At issue was the fact that although all of the noodle products contained partially-hydrogenated oils (and listed those oils among the ingredients), the nutrition-facts panel on each of the product labels included the indication “Trans Fat: 0g.”  Several of the products also included icons on the front labels that described the product as containing “0g Trans Fat.”  Order at 2.  Plaintiff claimed that the “0g Trans Fat” icon on the product’s front label was misleading and violated California laws.  Nissin moved to dismiss and argued that plaintiff’s mislabeling claims were preempted by federal regulation.

As the court explained, “nutrition facts,” statements about a food product’s nutrient contents in the nutrition-facts panel, and “nutrient-content claims,” statements about a food product’s nutrient contents outside of the nutrition-facts panel, are both regulated by the U.S. Food and Drug Administration (“FDA”).  Pursuant to those regulations, if a manufacturer chooses to declare trans-fat content in the nutrition-facts panel, for a serving size that contains less than 0.5 grams of trans-fat, the content must be expressed as zero.  21 C.F.R. 101.9(c)(2)(ii).  “Express” nutrient-content claims are permitted by regulation provided they are “not false or misleading in any respect.” 21 C.F.R. 101.13(i)(3).
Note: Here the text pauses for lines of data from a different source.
//! villagenav - Walking navigation inside a residential village
//!
//! This library turns a noisy device location feed into a steady "you are
//! here" estimate, resolves walking routes to a block/lot destination with
//! graceful degradation, and reports arrival.
//!
//! # High-Level API
//!
//! ```ignore
//! use villagenav::config::ConfigFile;
//! use villagenav::http::AsyncReqwestClient;
//! use villagenav::navigation::{DestinationId, Navigator};
//! use villagenav::position::TrackingSession;
//! use villagenav::routing::RouteResolver;
//!
//! let config = ConfigFile::load()?;
//! let client = AsyncReqwestClient::new()?;
//!
//! let session = TrackingSession::start(provider, None, config.to_tracking_config());
//! let navigator = Navigator::new(
//!     config.destination_source(client.clone())?.unwrap(),
//!     RouteResolver::from_config(client, &config.to_resolver_config()),
//!     config.arrival.threshold_meters,
//! );
//!
//! navigator.set_destination(&DestinationId::new("3", "12")).await?;
//! let route = navigator.start(session.current_estimate().unwrap().coordinate()).await?;
//! ```

pub mod config;
pub mod geo;
pub mod http;
pub mod logging;
pub mod navigation;
pub mod position;
pub mod routing;
pub mod time;

/// Version of the villagenav library and CLI.
///
/// The version is defined in `Cargo.toml` and injected at compile time.
pub const VERSION: &str = env!("CARGO_PKG_VERSION");
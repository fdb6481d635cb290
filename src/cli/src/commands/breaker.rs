//! Circuit breaker commands.
//!
//! `simulate` drives a breaker with a scripted sequence of outcomes against a
//! manual clock, printing the state after every step.

use anyhow::Result;
use clap::Subcommand;
use keel_core::clock::{Clock, ManualClock};
use keel_core::config::Config;
use keel_core::resilience::{BreakerConfig, CircuitBreakerPool, CircuitState};
use serde::Serialize;
use std::fmt;
use std::str::FromStr;
use std::sync::Arc;
use tabled::Tabled;

use crate::output::{self, OutputFormat};

#[derive(Subcommand)]
pub enum BreakerCommands {
    /// Run a scripted outcome sequence through a breaker
    ///
    /// Steps: `s` success, `f` failure, `+<ms>` advance the clock, `?` probe.
    Simulate {
        /// Comma separated steps, e.g. `f,f,f,+30000,?,s,s,s`
        #[arg(value_delimiter = ',', required = true)]
        steps: Vec<Step>,

        /// Service name used for the breaker
        #[arg(short, long, default_value = "simulated")]
        service: String,

        /// Override the configured failure threshold
        #[arg(long)]
        failure_threshold: Option<i64>,

        /// Override the configured recovery time (ms)
        #[arg(long)]
        recovery_ms: Option<i64>,

        /// Override the configured half-open success threshold
        #[arg(long)]
        half_open_successes: Option<u32>,
    },
}

/// One scripted action.
#[derive(Debug, Clone, Copy, PartialEq, Eq)]
pub enum Step {
    Success,
    Failure,
    Advance(u64),
    Probe,
}

impl FromStr for Step {
    type Err = String;

    fn from_str(s: &str) -> Result<Self, Self::Err> {
        let token = s.trim();
        match token.to_ascii_lowercase().as_str() {
            "s" | "ok" | "success" => Ok(Step::Success),
            "f" | "fail" | "failure" => Ok(Step::Failure),
            "?" | "probe" => Ok(Step::Probe),
            other => other
                .strip_prefix('+')
                .and_then(|ms| ms.parse::<u64>().ok())
                .map(Step::Advance)
                .ok_or_else(|| format!("unknown step '{token}' (expected s, f, ? or +<ms>)")),
        }
    }
}

impl fmt::Display for Step {
    fn fmt(&self, f: &mut fmt::Formatter<'_>) -> fmt::Result {
        match self {
            Step::Success => f.write_str("success"),
            Step::Failure => f.write_str("failure"),
            Step::Advance(ms) => write!(f, "+{ms}ms"),
            Step::Probe => f.write_str("probe"),
        }
    }
}

#[derive(Debug, Serialize, Tabled)]
struct StepRow {
    #[tabled(rename = "#")]
    index: usize,
    #[tabled(rename = "Step")]
    step: String,
    #[tabled(rename = "Clock (ms)")]
    clock_ms: u64,
    #[tabled(rename = "State")]
    state: CircuitState,
    #[tabled(rename = "Failures")]
    failures: u32,
    #[tabled(rename = "Probe successes")]
    successes: u32,
    #[tabled(rename = "Allowed")]
    allowed: bool,
}

pub fn execute(cmd: BreakerCommands, settings: &Config, format: OutputFormat) -> Result<()> {
    match cmd {
        BreakerCommands::Simulate {
            steps,
            service,
            failure_threshold,
            recovery_ms,
            half_open_successes,
        } => {
            let mut config = settings.breaker.clone();
            if let Some(threshold) = failure_threshold {
                let recovery = i64::try_from(config.recovery_time_ms()).unwrap_or(i64::MAX);
                config.failure_threshold = BreakerConfig::new(threshold, recovery).failure_threshold;
            }
            if let Some(ms) = recovery_ms {
                let threshold = i64::from(config.failure_threshold);
                config.recovery_time = BreakerConfig::new(threshold, ms).recovery_time;
            }
            if let Some(successes) = half_open_successes {
                config = config.with_half_open_success_threshold(successes);
            }

            let rows = simulate(&service, config, &steps);

            if format == OutputFormat::Table {
                output::print_header(&format!("Breaker simulation: {service}"));
            }
            output::print_list(&rows, format)?;
        }
    }

    Ok(())
}

fn simulate(service: &str, config: BreakerConfig, steps: &[Step]) -> Vec<StepRow> {
    let clock = Arc::new(ManualClock::new());
    let pool = CircuitBreakerPool::new(config).with_clock(clock.clone());
    let breaker = pool.get(service);

    steps
        .iter()
        .enumerate()
        .map(|(index, step)| {
            match step {
                Step::Success => pool.record_result(service, true),
                Step::Failure => pool.record_result(service, false),
                Step::Advance(ms) => clock.advance_ms(*ms),
                Step::Probe => {}
            }

            let snapshot = breaker.snapshot();
            StepRow {
                index: index + 1,
                step: step.to_string(),
                clock_ms: clock.now_ms(),
                state: snapshot.state,
                failures: snapshot.failure_count,
                successes: snapshot.success_count,
                allowed: snapshot.state.is_allowed(),
            }
        })
        .collect()
}
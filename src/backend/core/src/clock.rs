//! Time sources for components that make time-based decisions.
//!
//! Only the circuit breaker reads time, and only to decide whether its
//! recovery window has elapsed. It never sleeps.

use std::sync::atomic::{AtomicU64, Ordering};
use std::time::{Duration, Instant};

/// Monotonic millisecond clock.
pub trait Clock: Send + Sync {
    /// Milliseconds elapsed since an arbitrary, fixed origin.
    fn now_ms(&self) -> u64;
}

/// Real clock backed by `Instant`.
#[derive(Debug, Clone)]
pub struct SystemClock {
    start: Instant,
}

impl Default for SystemClock {
    fn default() -> Self {
        Self {
            start: Instant::now(),
        }
    }
}

impl SystemClock {
    pub fn new() -> Self {
        Self::default()
    }
}

impl Clock for SystemClock {
    fn now_ms(&self) -> u64 {
        u64::try_from(self.start.elapsed().as_millis()).unwrap_or(u64::MAX)
    }
}

/// Clock that only moves when told to. Used by tests and simulations.
#[derive(Debug, Default)]
pub struct ManualClock {
    now_ms: AtomicU64,
}

impl ManualClock {
    pub fn new() -> Self {
        Self::default()
    }

    /// Start the clock at a given instant.
    pub fn starting_at(ms: u64) -> Self {
        Self {
            now_ms: AtomicU64::new(ms),
        }
    }

    /// Move time forward.
    pub fn advance(&self, by: Duration) {
        let by_ms = u64::try_from(by.as_millis()).unwrap_or(u64::MAX);
        let _ = self
            .now_ms
            .fetch_update(Ordering::SeqCst, Ordering::SeqCst, |now| {
                Some(now.saturating_add(by_ms))
            });
    }

    /// Move time forward by a number of milliseconds.
    pub fn advance_ms(&self, ms: u64) {
        self.advance(Duration::from_millis(ms));
    }

    pub fn set_ms(&self, ms: u64) {
        self.now_ms.store(ms, Ordering::SeqCst);
    }
}

impl Clock for ManualClock {
    fn now_ms(&self) -> u64 {
        self.now_ms.load(Ordering::SeqCst)
    }
}

#[cfg(test)]
mod tests {
    use super::*;

    #[test]
    fn test_manual_clock_advances_only_on_demand() {
        let clock = ManualClock::new();
        assert_eq!(clock.now_ms(), 0);

        clock.advance(Duration::from_millis(250));
        clock.advance_ms(750);
        assert_eq!(clock.now_ms(), 1000);

        clock.set_ms(5);
        assert_eq!(clock.now_ms(), 5);
    }

    #[test]
    fn test_manual_clock_saturates() {
        let clock = ManualClock::starting_at(u64::MAX - 1);
        clock.advance_ms(10);
        assert_eq!(clock.now_ms(), u64::MAX);
    }

    #[test]
    fn test_system_clock_is_monotonic() {
        let clock = SystemClock::new();
        let first = clock.now_ms();
        let second = clock.now_ms();
        assert!(second >= first);
    }
}
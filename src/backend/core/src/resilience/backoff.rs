//! Exponential backoff with jitter.
//!
//! The calculator only computes a delay. Waiting is the caller's job, on
//! whatever timer it owns.
//!
//! The jittered result never exceeds `max_delay_ms`: jitter is derived from
//! the already-capped delay and the sum is capped again.

use rand::Rng;
use serde::{Deserialize, Serialize};
use std::time::Duration;

/// Largest shift applied to the base delay; keeps `1 << attempt` inside u64.
pub const MAX_ATTEMPT_SHIFT: i64 = 62;

/// Delay before retry `attempt` (0-based), with proportional jitter.
///
/// `attempt` is clamped to `[0, 62]`, `jitter_fraction` to `[0, 1]` (NaN reads
/// as 0). A product that overflows saturates at `max_delay_ms`.
pub fn exponential_backoff(
    attempt: i64,
    base_delay_ms: u64,
    max_delay_ms: u64,
    jitter_fraction: f64,
) -> u64 {
    let capped = capped_delay(attempt, base_delay_ms, max_delay_ms);
    let jitter = (capped as f64 * clamp_fraction(jitter_fraction)) as u64;
    capped.saturating_add(jitter).min(max_delay_ms)
}

fn capped_delay(attempt: i64, base_delay_ms: u64, max_delay_ms: u64) -> u64 {
    let shift = attempt.clamp(0, MAX_ATTEMPT_SHIFT) as u32;
    base_delay_ms
        .checked_mul(1u64 << shift)
        .unwrap_or(max_delay_ms)
        .min(max_delay_ms)
}

fn clamp_fraction(fraction: f64) -> f64 {
    if fraction.is_nan() {
        0.0
    } else {
        fraction.clamp(0.0, 1.0)
    }
}

/// Retry delay policy.
#[derive(Debug, Clone, PartialEq, Serialize, Deserialize)]
pub struct BackoffPolicy {
    /// Delay before the first retry
    #[serde(default = "default_base_delay_ms")]
    pub base_delay_ms: u64,

    /// Ceiling for any delay, jitter included
    #[serde(default = "default_max_delay_ms")]
    pub max_delay_ms: u64,

    /// Jitter as a fraction of the capped delay (0.0 - 1.0)
    #[serde(default = "default_jitter_fraction")]
    pub jitter_fraction: f64,
}

impl Default for BackoffPolicy {
    fn default() -> Self {
        Self {
            base_delay_ms: default_base_delay_ms(),
            max_delay_ms: default_max_delay_ms(),
            jitter_fraction: default_jitter_fraction(),
        }
    }
}

fn default_base_delay_ms() -> u64 {
    100
}

fn default_max_delay_ms() -> u64 {
    30_000
}

fn default_jitter_fraction() -> f64 {
    0.1
}

impl BackoffPolicy {
    pub fn new(base_delay_ms: u64, max_delay_ms: u64, jitter_fraction: f64) -> Self {
        Self {
            base_delay_ms,
            max_delay_ms,
            jitter_fraction,
        }
    }

    /// Deterministic delay in milliseconds (proportional jitter).
    pub fn delay_ms(&self, attempt: i64) -> u64 {
        exponential_backoff(
            attempt,
            self.base_delay_ms,
            self.max_delay_ms,
            self.jitter_fraction,
        )
    }

    pub fn delay(&self, attempt: i64) -> Duration {
        Duration::from_millis(self.delay_ms(attempt))
    }

    /// Delay with jitter drawn uniformly from `[0, capped * jitter_fraction]`.
    pub fn delay_with_rng<R: Rng + ?Sized>(&self, attempt: i64, rng: &mut R) -> u64 {
        let capped = capped_delay(attempt, self.base_delay_ms, self.max_delay_ms);
        let spread = capped as f64 * clamp_fraction(self.jitter_fraction);
        let jitter = if spread >= 1.0 {
            rng.gen_range(0.0..=spread) as u64
        } else {
            0
        };
        capped.saturating_add(jitter).min(self.max_delay_ms)
    }

    /// Randomized delay using the thread-local RNG.
    pub fn jittered_delay(&self, attempt: i64) -> Duration {
        Duration::from_millis(self.delay_with_rng(attempt, &mut rand::thread_rng()))
    }

    /// Deterministic delays for attempts `0..attempts`.
    pub fn schedule(&self, attempts: usize) -> Vec<u64> {
        (0..attempts as i64).map(|attempt| self.delay_ms(attempt)).collect()
    }
}
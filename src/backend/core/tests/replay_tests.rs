//! Replay engine properties.
//!
//! Tests cover:
//! - Permutation invariance over seeded shuffles
//! - Monotonic state version
//! - At most one applied event per idempotency key
//! - Stale rejection ahead of deduplication
//! - Replay of an applied batch across passes
//! - A custom aggregate implementing the replay traits

use keel_core::replay::{
    Aggregate, Event, ReplayConfig, ReplayEngine, Snapshot, VersionedEvent,
};
use rand::rngs::StdRng;
use rand::seq::SliceRandom;
use rand::{Rng, SeedableRng};
use std::collections::HashSet;

fn random_batch(rng: &mut StdRng, len: usize) -> Vec<Event> {
    (0..len)
        .map(|i| {
            Event::new(
                format!("e{i}"),
                rng.gen_range(0..20),
                format!("k{}", rng.gen_range(0..8)),
            )
            .with_delta("balance", rng.gen_range(-50..50))
            .with_delta("count", 1)
        })
        .collect()
}

// ============================================================================
// Property Tests
// ============================================================================

#[test]
fn test_permutation_invariance() {
    let engine = ReplayEngine::default();
    let mut rng = StdRng::seed_from_u64(0x5eed);

    for _ in 0..50 {
        let base = Snapshot::new(rng.gen_range(0..5)).with_field("balance", 100);
        let batch = random_batch(&mut rng, 24);
        let expected = engine.replay(&base, &batch);

        for _ in 0..5 {
            let mut shuffled = batch.clone();
            shuffled.shuffle(&mut rng);
            assert_eq!(engine.replay(&base, &shuffled), expected);
        }
    }
}

#[test]
fn test_version_is_monotonic() {
    let engine = ReplayEngine::default();
    let mut rng = StdRng::seed_from_u64(42);

    for _ in 0..50 {
        let base = Snapshot::new(rng.gen_range(0..20));
        let batch = random_batch(&mut rng, 16);
        let outcome = engine.replay(&base, &batch);

        assert!(outcome.state.version >= base.version);
        if outcome.applied() > 0 {
            let max_applied = batch
                .iter()
                .filter(|e| e.version >= base.version)
                .map(|e| e.version)
                .max()
                .unwrap_or(base.version);
            assert!(outcome.state.version <= max_applied);
        } else {
            assert_eq!(outcome.state.version, base.version);
        }
    }
}

#[test]
fn test_one_application_per_key() {
    let engine = ReplayEngine::default();
    let mut rng = StdRng::seed_from_u64(7);

    for _ in 0..50 {
        let batch = random_batch(&mut rng, 30);
        let outcome = engine.replay(&Snapshot::new(0), &batch);

        let distinct: HashSet<&str> = batch.iter().map(|e| e.idempotency_key()).collect();
        assert!(outcome.applied() <= distinct.len());
        // Every applied event bumps "count" by exactly one.
        assert_eq!(outcome.state.field("count") as usize, outcome.applied());
    }
}

#[test]
fn test_replaying_twice_is_noop_with_unique_keys() {
    let engine = ReplayEngine::default();
    let mut rng = StdRng::seed_from_u64(99);

    for _ in 0..20 {
        let batch: Vec<Event> = (0..20)
            .map(|i| {
                Event::new(format!("e{i}"), rng.gen_range(0..20), format!("k{i}"))
                    .with_delta("balance", rng.gen_range(-50..50))
            })
            .collect();

        let first = engine.replay(&Snapshot::new(0), &batch);
        let second = engine.replay(&first.state, &batch);

        assert_eq!(second.applied(), 0);
        assert_eq!(second.state.fields, first.state.fields);
        assert_eq!(second.state.version, first.state.version);
        assert_eq!(second.report.skipped_stale, batch.len());
    }
}

#[test]
fn test_repeated_key_applies_next_version_on_each_pass() {
    let engine = ReplayEngine::default();
    let batch = vec![
        Event::new("low", 1, "k").with_delta("x", 1),
        Event::new("high", 2, "k").with_delta("x", 10),
    ];

    let first = engine.replay(&Snapshot::new(0), &batch);
    assert_eq!(first.applied(), 1);
    assert_eq!(first.state.field("x"), 1);
    assert_eq!(first.state.version, 1);

    let second = engine.replay(&first.state, &batch);
    assert_eq!(second.applied(), 1);
    assert_eq!(second.state.field("x"), 11);
    assert_eq!(second.state.version, 2);

    let third = engine.replay(&second.state, &batch);
    assert_eq!(third.applied(), 0);
    assert_eq!(third.state.fields, second.state.fields);
    assert_eq!(third.state.version, 2);
}

#[test]
fn test_batch_limit_drains_fresh_events_across_passes() {
    let engine = ReplayEngine::new(ReplayConfig { max_batch_size: 2 });
    let mut state = Snapshot::new(10);
    let batch = vec![
        Event::new("e1", 1, "k1").with_delta("x", 1),
        Event::new("e2", 2, "k2").with_delta("x", 1),
        Event::new("e11", 11, "k11").with_delta("x", 100),
        Event::new("e12", 12, "k12").with_delta("x", 200),
        Event::new("e13", 13, "k13").with_delta("x", 400),
    ];

    let first = engine.replay_into(&mut state, &batch);
    assert_eq!(first.applied, 2);
    assert_eq!(first.skipped_stale, 2);
    assert_eq!(first.truncated, 1);

    let second = engine.replay_into(&mut state, &batch);
    assert_eq!(second.applied, 1);
    assert_eq!(second.truncated, 0);

    assert_eq!(state.field("x"), 700);
    assert_eq!(state.version, 13);
}

// ============================================================================
// Scenario Tests
// ============================================================================

#[test]
fn test_stale_event_dropped_before_dedup() {
    let engine = ReplayEngine::default();
    let base = Snapshot::new(10)
        .with_field("generation", 300)
        .with_field("reserve", 40);
    let batch = vec![
        Event::new("old", 9, "dup")
            .with_delta("generation", 100)
            .with_delta("reserve", 100),
        Event::new("new", 11, "dup")
            .with_delta("generation", 7)
            .with_delta("reserve", 3),
    ];

    let outcome = engine.replay(&base, &batch);

    assert_eq!(outcome.applied(), 1);
    assert_eq!(outcome.state.field("generation"), 307);
    assert_eq!(outcome.state.field("reserve"), 43);
    assert_eq!(outcome.state.version, 11);
}

#[test]
fn test_batch_decoded_from_json() {
    let batch = Event::decode_batch(
        r#"[
            {"id": "e3", "version": 13, "idempotency_key": "k3", "deltas": {"generation": 8, "reserve": -2}},
            {"id": "e1", "version": 11, "idempotency_key": "k1", "deltas": {"generation": 30, "reserve": 4}},
            {"id": "e2", "version": 12, "idempotency_key": "k2", "deltas": {"generation": -10, "reserve": 1}}
        ]"#,
    )
    .unwrap();
    let base = Snapshot::from_json(r#"{"fields": {"generation": 500, "reserve": 70}, "version": 10}"#)
        .unwrap();

    let outcome = ReplayEngine::default().replay(&base, &batch);

    assert_eq!(outcome.state.field("generation"), 528);
    assert_eq!(outcome.state.field("reserve"), 73);
    assert_eq!(outcome.state.version, 13);
    assert_eq!(outcome.applied(), 3);
}

#[test]
fn test_truncation_is_order_independent() {
    let engine = ReplayEngine::new(ReplayConfig { max_batch_size: 3 });
    let mut rng = StdRng::seed_from_u64(3);
    let mut batch = random_batch(&mut rng, 10);
    // Keep every event ahead of the base so all ten are candidates.
    for event in &mut batch {
        event.version += 1;
    }
    let expected = engine.replay(&Snapshot::new(0), &batch);

    let mut shuffled = batch.clone();
    shuffled.shuffle(&mut rng);

    assert_eq!(engine.replay(&Snapshot::new(0), &shuffled), expected);
    assert_eq!(expected.report.truncated, 7);
    assert_eq!(expected.report.evaluated(), 3);
}

// ============================================================================
// Custom Aggregate Tests
// ============================================================================

#[derive(Debug, Clone, PartialEq)]
struct Transfer {
    id: String,
    seq: i64,
    key: String,
    amount: u64,
}

impl VersionedEvent for Transfer {
    fn id(&self) -> &str {
        &self.id
    }

    fn version(&self) -> i64 {
        self.seq
    }

    fn idempotency_key(&self) -> &str {
        &self.key
    }
}

#[derive(Debug, Clone, Default, PartialEq)]
struct Ledger {
    seq: i64,
    total: u64,
    entries: Vec<String>,
}

impl Aggregate for Ledger {
    type Event = Transfer;

    fn version(&self) -> i64 {
        self.seq
    }

    fn set_version(&mut self, version: i64) {
        self.seq = version;
    }

    fn apply(&mut self, event: &Transfer) {
        self.total += event.amount;
        self.entries.push(event.id.clone());
    }
}

#[test]
fn test_custom_aggregate_applies_in_canonical_order() {
    let transfer = |id: &str, seq: i64, key: &str, amount: u64| Transfer {
        id: id.to_string(),
        seq,
        key: key.to_string(),
        amount,
    };
    let batch = vec![
        transfer("t3", 2, "b", 5),
        transfer("t1", 1, "a", 10),
        transfer("t2", 2, "a", 99),
    ];

    let outcome = ReplayEngine::default().replay(&Ledger::default(), &batch);

    assert_eq!(outcome.state.entries, vec!["t1", "t3"]);
    assert_eq!(outcome.state.total, 15);
    assert_eq!(outcome.state.seq, 2);
    assert_eq!(outcome.report.skipped_duplicate, 1);
}
//! Output formatting utilities for the Keel CLI.
//!
//! Supports table, JSON, and YAML output formats.

use anyhow::Result;
use clap::ValueEnum;
use colored::*;
use serde::Serialize;
use tabled::{
    settings::{object::Columns, Alignment, Modify, Style},
    Table, Tabled,
};

/// Output format selection.
#[derive(Debug, Clone, Copy, ValueEnum, Default, PartialEq, Eq)]
pub enum OutputFormat {
    /// Render as a formatted table
    #[default]
    Table,
    /// Render as JSON
    Json,
    /// Render as YAML
    Yaml,
}

/// Print a success message to stdout.
pub fn print_success(msg: &str) {
    println!("{} {}", "[OK]".green().bold(), msg);
}

/// Print an error message to stderr.
pub fn print_error(msg: &str) {
    eprintln!("{} {}", "[ERROR]".red().bold(), msg);
}

/// Print a warning message to stdout.
pub fn print_warning(msg: &str) {
    println!("{} {}", "[WARN]".yellow().bold(), msg);
}

/// Print an informational message to stdout.
pub fn print_info(msg: &str) {
    println!("{} {}", "[INFO]".blue().bold(), msg);
}

/// Render rows as a rounded table.
pub fn render_table<T: Tabled>(items: &[T]) -> String {
    Table::new(items)
        .with(Style::rounded())
        .with(Modify::new(Columns::first()).with(Alignment::left()))
        .to_string()
}

/// Print a list of items in the requested format.
///
/// For table output, items must implement `Tabled`. For JSON/YAML, items must
/// implement `Serialize`.
pub fn print_list<T: Tabled + Serialize>(items: &[T], format: OutputFormat) -> Result<()> {
    match format {
        OutputFormat::Table => {
            if items.is_empty() {
                println!("{}", "No results found.".dimmed());
                return Ok(());
            }
            println!("{}", render_table(items));
        }
        OutputFormat::Json | OutputFormat::Yaml => print_item(&items, format)?,
    }
    Ok(())
}

/// Print a single item as JSON or YAML. Table output falls back to JSON.
pub fn print_item<T: Serialize + ?Sized>(item: &T, format: OutputFormat) -> Result<()> {
    match format {
        OutputFormat::Table | OutputFormat::Json => {
            println!("{}", serde_json::to_string_pretty(item)?);
        }
        OutputFormat::Yaml => {
            print!("{}", serde_yaml::to_string(item)?);
        }
    }
    Ok(())
}

/// Print key-value details to the terminal (non-JSON/YAML output).
pub fn print_detail(key: &str, value: &str) {
    println!("  {}: {}", key.cyan(), value);
}

/// Print a section header.
pub fn print_header(title: &str) {
    println!();
    println!("{}", title.bold().underline());
    println!();
}

/// Colorize a yes/no flag.
pub fn flag(value: bool) -> String {
    if value {
        "yes".green().to_string()
    } else {
        "no".red().to_string()
    }
}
Plaintiff argued that his state law claims based on labeling were not preempted by federal regulation because Nissin’s nutrient-content claim on the product’s front label was misleading.  The court disagreed, citing as precedent Chacanaca v. Quaker Oats Co., 752 F. Supp. 2d 1111 (N.D. Cal. 2010), where it was held that, because the FDA had already determined that “there is no nutritional difference between rounded and unrounded values of a nutrient in a food” (58 Fed. Reg. 44020-01 at 44024 (Aug. 18, 1993)), “use of the unrounded value could not be misleading when used as an express nutrient-content claim.”  Order at 4.

As further justification for preemption, the court reasoned that finding the “0g Trans Fat” icon on the product’s front label misleading while federal regulation requires Nissin to declare the product’s trans-fat content as zero in the nutrition-facts panel would lead to trans-fat content being expressed in two different ways on the same product, a confusing situation for the average consumer.  As the court stated, “[t]o permit state-law claims based on a “0g Trans Fat” nutrient-content claim while the FDA required trans-fat to be declared as zero in the nutrition-facts panel would compel such a discrepancy.”  Order at 5.

Notably, although plaintiff’s mislabeling claims were preempted, his health claims based on California Unfair Competition Law and breach of implied warranty of merchantability survived the motion to dismiss.  Adding to the intrigue, while the motion was pending, the FDA issued a final determination that partially-hydrogenated oils are no longer “generally recognized as safe” and giving manufacturers three years to remove partially-hydrogenated oils from their products.  80 Fed. Reg. 34650 (June 17, 2015).  Nonetheless, this decision represents a logical application of the federal preemption doctrine in the food labeling arena.  We will continue to monitor for important developments.